Shared-Reality-Lab / IMAGE-server

IMAGE project server components
Other
2 stars 7 forks source link

Hierarchical information for the photo handler with segment output #310

Open JRegimbal opened 2 years ago

JRegimbal commented 2 years ago

The photo handler currently produces segments with specificity ranging from the whole rendering to individual semantic segments or objects. However these are currently just presented in order in a large list. Ideally we would have

1) intermediate segments containing each data type (e.g., a segment containing the semantic segment renderings); and 2) an interface capable of displaying hierarchical information for these segments, e.g., the full rendering contains the semantic segmentation part which contains the sky segment.

This would ideally aid in navigating between various parts, especially if more kinds of data (i.e., OCR) become bundled in the rendering as well. This will likely also require changes to the extension to make the segment audio renderer able to detect which audio segments are nested (based on time offset and duration) and to then display them in a sensible way.

Cybernide commented 2 years ago

By "segments" you mean "sections of the rendering" unless its preceded by the word "semantic", yes? For the sake of clarity, should we settle the terminology? I am all for this hierarchy of information, by the way.
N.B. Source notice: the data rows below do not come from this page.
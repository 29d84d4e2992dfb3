//! netchat CLI configuration
//!
//! Layered with figment, lowest priority first:
//! - built-in defaults
//! - `netchat.toml` in the working directory
//! - `~/.netchat/netchat.toml`
//! - the file given with `--config`
//! - `NETCHAT_` environment variables, `__` separating nested keys
//!
//! Command line flags are merged on top by the command dispatcher.

use std::path::{Path, PathBuf};

use figment::{
    providers::{Env, Format, Serialized, Toml},
    Figment,
};
use serde::{Deserialize, Serialize};
use tracing::debug;

use netchat_core::CommsConfig;

use crate::chat::ChatConfig;
use crate::console::ConsoleConfig;
use crate::error::{CliError, Result};

pub const CONFIG_FILE_NAME: &str = "netchat.toml";
pub const ENV_PREFIX: &str = "NETCHAT_";

// ----------------------------------------------------------------------------
// Application Configuration
// ----------------------------------------------------------------------------

/// Complete configuration for the netchat CLI
#[derive(Debug, Clone, Default, PartialEq, Eq, Serialize, Deserialize)]
#[serde(default)]
pub struct AppConfig {
    /// Messaging layer settings shared by both demos
    pub comms: CommsConfig,
    pub console: ConsoleConfig,
    pub chat: ChatConfig,
}

// ----------------------------------------------------------------------------
// Configuration Loading Logic
// ----------------------------------------------------------------------------

impl AppConfig {
    /// Load every layer and validate the result
    pub fn load(explicit: Option<&Path>) -> Result<Self> {
        Self::extract(Self::figment(explicit))
    }

    /// Every configuration layer, ready for further overrides
    pub fn figment(explicit: Option<&Path>) -> Figment {
        let mut figment = Figment::new()
            .merge(Serialized::defaults(Self::default()))
            .merge(Toml::file(CONFIG_FILE_NAME));

        if let Some(path) = Self::default_config_path() {
            figment = figment.merge(Toml::file(path));
        }
        if let Some(path) = explicit {
            debug!("Loading configuration from: {}", path.display());
            figment = figment.merge(Toml::file(path));
        }

        figment.merge(Env::prefixed(ENV_PREFIX).split("__"))
    }

    pub fn extract(figment: Figment) -> Result<Self> {
        let config: AppConfig = figment.extract()?;
        config.validate()?;
        Ok(config)
    }

    /// `~/.netchat/netchat.toml`, when a home directory is known
    pub fn default_config_path() -> Option<PathBuf> {
        dirs::home_dir().map(|home| home.join(".netchat").join(CONFIG_FILE_NAME))
    }

    pub fn to_toml(&self) -> Result<String> {
        Ok(toml::to_string_pretty(self)?)
    }

    pub fn validate(&self) -> Result<()> {
        self.comms.validate()?;

        if self.chat.local_name.trim().is_empty() {
            return Err(CliError::Config(
                "chat.local_name must not be empty".to_string(),
            ));
        }

        Ok(())
    }
}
As of now, should we assume that the "types" of information we get back are either

  1. semantic segments
  2. objects
  3. OCR Anything else?
JRegimbal commented 2 years ago

Yes, "segments" on its own is used to refer to relevant parts of the audio file and any associated metadata. All for a brief, unambiguous name myself (although I do personally prefer referring to semantic segments as "regions" :wink:). At this point, the types of information are those extracted for photographs, which would be semantic segments/regions, objects/small regions, and text. That should be fine for creating links between data in the handler, but I do strongly think that whatever output format/renderer we make should be agnostic to whatever types of information is returned.